** Edition of 80 copies. LP + Artist’s Signed Drawing "Aura" and "Bagatelle", "Continuum", "Pieghe", "Matinèe" and "Note" Artworks ** Trying to give musical form to the thirty‑four series of Gilles Deleuze’s Logic of Sense sounds, at first, like a deliberate folly: a game of wishful thinking that risks collapsing into the same nonsense it invokes, like the paradoxical situations in Alice in Wonderland or Deleuze’s own examples. Du Jeu Idéal leans into that risk and uses it as a compass. Under the name Tekelerobutor (op.el), HeghL narrow their focus to “du jeu idéal”, the tenth series of Logic of Sense, and build a meeting ground between Luca Pedeferri’s piano textures and a condensed constellation of works by Lisa Baume and *Francesco Trabattoni. Each encounter between sound, text and image is treated as a transformation point where at least one fork in the road appears: one branch leads toward an archive, sealing a configuration into more or less fixed form; the other redraws and reconfigures every element involved, pushed by the new associations and forces that contact generates.
At the heart of the project is Deleuze’s notion of the game without rules. In Logic of Sense, any game utterly stripped of rules is a game that entertains no one, yet by dispersing itself across surfaces and drifts of nonsense it becomes an expression of pure thought. As a fragment of the unconscious, it slips beyond capture: unorganised or unorganisable, resistant to enactment, it opens onto a non‑place where uniqueness, whatever, and every‑time‑every‑time collapse into a single, singular expression. That expression is structurally unproductive and unrealizable; it cannot simply become a “thing among things” except through a work of art. Du Jeu Idéal takes this as both problem and method: how to stage a ruleless, useless, even “sterile and boring” event in sound, and how to let its traces appear without solidifying into doctrine.
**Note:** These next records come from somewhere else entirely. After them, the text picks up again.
use serde_json::{json, Value};
use std::io::{BufRead, BufReader, Write};
use std::path::PathBuf;
use std::process::{Child, ChildStdin, ChildStdout, Command, Stdio};
use std::time::{SystemTime, UNIX_EPOCH};

const ADMIN_PASSWORD: &str = "promote-me-2025";

fn temp_dir(prefix: &str) -> PathBuf {
    let p = std::env::temp_dir().join(format!(
        "{}-{}",
        prefix,
        SystemTime::now()
            .duration_since(UNIX_EPOCH)
            .expect("clock")
            .as_nanos()
    ));
    std::fs::create_dir_all(&p).expect("create temp dir");
    p
}

fn spawn_sidecar() -> (Child, ChildStdin, BufReader<ChildStdout>) {
    let exe = env!("CARGO_BIN_EXE_schoold");
    let mut child = Command::new(exe)
        .stdin(Stdio::piped())
        .stdout(Stdio::piped())
        .stderr(Stdio::null())
        .spawn()
        .expect("spawn schoold");
    let stdin = child.stdin.take().expect("child stdin");
    let stdout = child.stdout.take().expect("child stdout");
    (child, stdin, BufReader::new(stdout))
}

fn request(
    stdin: &mut ChildStdin,
    reader: &mut BufReader<ChildStdout>,
    id: &str,
    method: &str,
    params: Value,
) -> Value {
    let payload = json!({ "id": id, "method": method, "params": params });
    writeln!(stdin, "{}", payload).expect("write request");
    stdin.flush().expect("flush request");
    let mut line = String::new();
    reader.read_line(&mut line).expect("read response line");
    let value: Value = serde_json::from_str(line.trim()).expect("parse response json");
    assert_eq!(value.get("id").and_then(|v| v.as_str()), Some(id));
    value
}

fn request_ok(
    stdin: &mut ChildStdin,
    reader: &mut BufReader<ChildStdout>,
    id: &str,
    method: &str,
    params: Value,
) -> Value {
    let value = request(stdin, reader, id, method, params);
    assert_eq!(
        value.get("ok").and_then(|v| v.as_bool()),
        Some(true),
        "{} failed: {}",
        method,
        value
    );
    value.get("result").cloned().expect("result")
}

fn setup(
    stdin: &mut ChildStdin,
    reader: &mut BufReader<ChildStdout>,
    workspace: &PathBuf,
) -> String {
    let _ = request_ok(
        stdin,
        reader,
        "ws",
        "workspace.select",
        json!({ "path": workspace.to_string_lossy() }),
    );
    let admin = request_ok(
        stdin,
        reader,
        "admin",
        "admins.create",
        json!({
            "name": "Head Admin",
            "email": "head@school.test",
            "password": ADMIN_PASSWORD
        }),
    );
    admin
        .get("adminId")
        .and_then(|v| v.as_str())
        .expect("adminId")
        .to_string()
}

fn create_student(
    stdin: &mut ChildStdin,
    reader: &mut BufReader<ChildStdout>,
    id: &str,
    name: &str,
    grade: &str,
) -> i64 {
    let result = request_ok(
        stdin,
        reader,
        id,
        "students.create",
        json!({ "name": name, "grade": grade }),
    );
    result
        .get("studentId")
        .and_then(|v| v.as_i64())
        .expect("studentId")
}

fn grades_of(
    stdin: &mut ChildStdin,
    reader: &mut BufReader<ChildStdout>,
    id: &str,
    grade: &str,
) -> Vec<i64> {
    let result = request_ok(
        stdin,
        reader,
        id,
        "students.list",
        json!({ "grade": grade }),
    );
    result
        .get("students")
        .and_then(|v| v.as_array())
        .expect("students")
        .iter()
        .map(|s| s.get("id").and_then(|v| v.as_i64()).expect("id"))
        .collect()
}

#[test]
fn promoting_a_class_moves_every_student_one_grade_up() {
    let workspace = temp_dir("schoold-promote-single");
    let (mut child, mut stdin, mut reader) = spawn_sidecar();
    let admin_id = setup(&mut stdin, &mut reader, &workspace);

    let mut cohort = Vec::new();
    for i in 0..5 {
        cohort.push(create_student(
            &mut stdin,
            &mut reader,
            &format!("s{}", i),
            &format!("Third Grader {}", i),
            "3",
        ));
    }
    // A bystander in another grade must not move.
    let bystander = create_student(&mut stdin, &mut reader, "sb", "Bystander", "5");

    let result = request_ok(
        &mut stdin,
        &mut reader,
        "p1",
        "promotion.promoteClass",
        json!({ "grade": "3", "adminId": admin_id, "password": ADMIN_PASSWORD }),
    );
    assert_eq!(result.get("promotedCount").and_then(|v| v.as_u64()), Some(5));
    assert_eq!(result.get("nextGrade").and_then(|v| v.as_str()), Some("4"));
    assert!(result.get("archiveFile").is_none());

    let mut now_in_four = grades_of(&mut stdin, &mut reader, "l1", "4");
    now_in_four.sort();
    let mut expected = cohort.clone();
    expected.sort();
    assert_eq!(now_in_four, expected);
    assert!(grades_of(&mut stdin, &mut reader, "l2", "3").is_empty());
    assert_eq!(grades_of(&mut stdin, &mut reader, "l3", "5"), vec![bystander]);

    // No archive is written for a non-terminal promotion.
    assert!(!workspace.join("graduated").exists());

    drop(stdin);
    let _ = child.wait();
    let _ = std::fs::remove_dir_all(workspace);
}

#[test]
fn promoting_an_empty_grade_reports_zero() {
    let workspace = temp_dir("schoold-promote-empty");
    let (mut child, mut stdin, mut reader) = spawn_sidecar();
    let admin_id = setup(&mut stdin, &mut reader, &workspace);

    let result = request_ok(
        &mut stdin,
        &mut reader,
        "p1",
        "promotion.promoteClass",
        json!({ "grade": "4", "adminId": admin_id, "password": ADMIN_PASSWORD }),
    );
    assert_eq!(result.get("promotedCount").and_then(|v| v.as_u64()), Some(0));

    drop(stdin);
    let _ = child.wait();
    let _ = std::fs::remove_dir_all(workspace);
}

#[test]
fn unknown_grade_is_rejected_before_any_mutation() {
    let workspace = temp_dir("schoold-promote-unknown");
    let (mut child, mut stdin, mut reader) = spawn_sidecar();
    let admin_id = setup(&mut stdin, &mut reader, &workspace);
    let student = create_student(&mut stdin, &mut reader, "s1", "Settled", "2");

    for (i, bad) in ["7", "Two", "Kindergarten", ""].iter().enumerate() {
        let resp = request(
            &mut stdin,
            &mut reader,
            &format!("bad{}", i),
            "promotion.promoteClass",
            json!({ "grade": bad, "adminId": admin_id, "password": ADMIN_PASSWORD }),
        );
        assert_eq!(resp.get("ok").and_then(|v| v.as_bool()), Some(false));
        assert_eq!(
            resp.get("error")
                .and_then(|e| e.get("code"))
                .and_then(|v| v.as_str()),
            Some("bad_params"),
            "grade {:?}",
            bad
        );
    }

    assert_eq!(grades_of(&mut stdin, &mut reader, "l1", "2"), vec![student]);

    drop(stdin);
    let _ = child.wait();
    let _ = std::fs::remove_dir_all(workspace);
}

#[test]
fn class_summary_and_preview_reflect_the_ladder() {
    let workspace = temp_dir("schoold-promote-summary");
    let (mut child, mut stdin, mut reader) = spawn_sidecar();
    let _admin_id = setup(&mut stdin, &mut reader, &workspace);
    let _ = create_student(&mut stdin, &mut reader, "s1", "Junior", "Nursery");
    let _ = create_student(&mut stdin, &mut reader, "s2", "Senior", "6");

    let summary = request_ok(&mut stdin, &mut reader, "c1", "promotion.classSummary", json!({}));
    let classes = summary
        .get("classes")
        .and_then(|v| v.as_array())
        .expect("classes");
    assert_eq!(classes.len(), 9);

    let by_grade = |g: &str| -> &Value {
        classes
            .iter()
            .find(|c| c.get("grade").and_then(|v| v.as_str()) == Some(g))
            .unwrap_or_else(|| panic!("grade {} missing from summary", g))
    };
    assert_eq!(
        by_grade("Nursery").get("nextGrade").and_then(|v| v.as_str()),
        Some("L.K.G.")
    );
    assert_eq!(
        by_grade("Nursery").get("studentCount").and_then(|v| v.as_u64()),
        Some(1)
    );
    assert_eq!(
        by_grade("Nursery").get("canPromote").and_then(|v| v.as_bool()),
        Some(true)
    );
    assert_eq!(
        by_grade("6").get("nextGrade").and_then(|v| v.as_str()),
        Some("Graduated")
    );
    assert_eq!(
        by_grade("5").get("canPromote").and_then(|v| v.as_bool()),
        Some(false)
    );

    let preview = request_ok(
        &mut stdin,
        &mut reader,
        "c2",
        "promotion.preview",
        json!({ "grade": "6" }),
    );
    assert_eq!(preview.get("nextGrade").and_then(|v| v.as_str()), Some("Graduated"));
    assert_eq!(preview.get("totalStudents").and_then(|v| v.as_u64()), Some(1));

    drop(stdin);
    let _ = child.wait();
    let _ = std::fs::remove_dir_all(workspace);
}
Time is the other material. Deleuze insists that the chaotic event of the ruleless game is also temporal: an infinitely divisible time, different on every execution. In this project, the habitual figures of time – past, present and future – are treated as characters that can act or suffer, capture and contract, retain or cancel, leave or take back, engulf, contain or expel. Tekelerobutor’s “Mixed Room” tries to connect these elements: the game without rules, nonsense, chance, and the contractions and variations of time, both musical and lived. The music is built from sequences that intersect and disentangle these dimensions again and again, none definitive, each recomposing signs and layers, redrawing relationships between things and between the effects of nonsense. Power relations between forms are not described so much as tested: Pedeferri’s piano becomes a site where the “ideal game” can briefly unfold and appear, contract to the point of disappearance, and embrace – incorporeally – whatever remains of the visible.
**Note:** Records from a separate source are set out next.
use crate::archive;
use crate::ipc::error::{ok, HandlerErr};
use crate::ipc::types::{AppState, Request};
use serde_json::{json, Value};
use std::path::PathBuf;

fn workspace_of(state: &AppState) -> Result<PathBuf, HandlerErr> {
    state
        .workspace
        .clone()
        .ok_or_else(|| HandlerErr::new("no_workspace", "select a workspace first"))
}

fn handle_archives_list(state: &mut AppState, req: &Request) -> serde_json::Value {
    let inner = || -> Result<serde_json::Value, HandlerErr> {
        let workspace = workspace_of(state)?;
        let entries = archive::list_archives(&workspace)
            .map_err(|e| HandlerErr::new("archive_list_failed", format!("{e:#}")))?;
        let archives: Vec<Value> = entries
            .iter()
            .map(|a| {
                json!({
                    "fileName": a.file_name,
                    "size": a.size,
                    "createdAt": a.created_at,
                })
            })
            .collect();
        Ok(json!({ "archives": archives }))
    };

    match inner() {
        Ok(result) => ok(&req.id, result),
        Err(e) => e.response(&req.id),
    }
}

fn handle_archives_download(state: &mut AppState, req: &Request) -> serde_json::Value {
    let inner = || -> Result<serde_json::Value, HandlerErr> {
        let workspace = workspace_of(state)?;
        let file_name = req
            .params
            .get("fileName")
            .and_then(|v| v.as_str())
            .ok_or_else(|| HandlerErr::new("bad_params", "missing fileName"))?;
        let out_path = req
            .params
            .get("outPath")
            .and_then(|v| v.as_str())
            .ok_or_else(|| HandlerErr::new("bad_params", "missing outPath"))?;

        let src = archive::resolve_archive(&workspace, file_name)
            .map_err(|e| HandlerErr::new("not_found", format!("{e:#}")))?;
        if let Some(parent) = PathBuf::from(out_path).parent() {
            std::fs::create_dir_all(parent)
                .map_err(|e| HandlerErr::new("export_failed", e.to_string()))?;
        }
        let size = std::fs::copy(&src, out_path)
            .map_err(|e| HandlerErr::new("export_failed", e.to_string()))?;

        Ok(json!({
            "fileName": file_name,
            "outPath": out_path,
            "size": size,
        }))
    };

    match inner() {
        Ok(result) => ok(&req.id, result),
        Err(e) => e.response(&req.id),
    }
}

pub fn try_handle(state: &mut AppState, req: &Request) -> Option<serde_json::Value> {
    match req.method.as_str() {
        "archives.list" => Some(handle_archives_list(state, req)),
        "archives.download" => Some(handle_archives_download(state, req)),
        _ => None,
    }
}
//! Storage adapter errors

use thiserror::Error;

/// Errors from cloud storage calls
#[derive(Debug, Error)]
pub enum StorageError {
    /// Transport failure (DNS, TLS, timeout, connection reset)
    #[error("{operation} request failed: {source}")]
    Http {
        /// Operation being attempted (e.g. "insert bucket")
        operation: &'static str,
        /// Underlying client error
        source: reqwest::Error,
    },

    /// The storage API answered with an unexpected status
    #[error("{operation} on {bucket} returned {status}: {body}")]
    Status {
        /// Operation being attempted
        operation: &'static str,
        /// Bucket the request targeted
        bucket: String,
        /// HTTP status code
        status: u16,
        /// Response body, for diagnostics
        body: String,
    },

    /// No usable credentials
    #[error("credentials unavailable: {0}")]
    Credentials(String),

    /// Adapter misconfigured (bad endpoint, missing project)
    #[error("invalid storage configuration: {0}")]
    Config(String),

    /// Response body could not be decoded
    #[error("malformed {operation} response: {message}")]
    Malformed {
        /// Operation whose response was unreadable
        operation: &'static str,
        /// Decoder message
        message: String,
    },
}

impl StorageError {
    /// Wrap a transport error for `operation`
    pub fn http(operation: &'static str, source: reqwest::Error) -> Self {
        Self::Http { operation, source }
    }

    /// Status code carried by the error, if the server answered
    pub fn status(&self) -> Option<u16> {
        match self {
            Self::Status { status, .. } => Some(*status),
            _ => None,
        }
    }
}

#[cfg(test)]
mod tests {
    use super::*;

    #[test]
    fn status_error_names_operation_and_bucket() {
        let err = StorageError::Status {
            operation: "delete object",
            bucket: "ab-default-web".to_string(),
            status: 403,
            body: "forbidden".to_string(),
        };
        let msg = err.to_string();
        assert!(msg.contains("delete object"));
        assert!(msg.contains("ab-default-web"));
        assert!(msg.contains("403"));
        assert_eq!(err.status(), Some(403));
    }

    #[test]
    fn config_error_has_no_status() {
        let err = StorageError::Config("GCP_PROJECT is required".to_string());
        assert_eq!(err.status(), None);
        assert!(err.to_string().contains("GCP_PROJECT"));
    }
}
Throughout, the piano pieces refuse narrative payoff. Instead, they explore shifts of register, density and silence that mirror the way Deleuzian series slide over one another: motifs that seem to establish rules only to evaporate, rhythmic figures that suggest a grid then allow time to fray at the edges, harmonies that hint at resolution while drifting sideways. Baume and Trabattoni’s works act less as illustrations than as parallel surfaces, other planes on which the same ideal game inscribes itself differently. In this sense, Du Jeu Idéal is not a soundtrack to Logic of Sensebut an experiment performed alongside it: a mixed room where philosophy, improvisation and composition share the same unstable floor, and where every listening becomes just one more throw of a game that, by definition, can never finally be won or lost.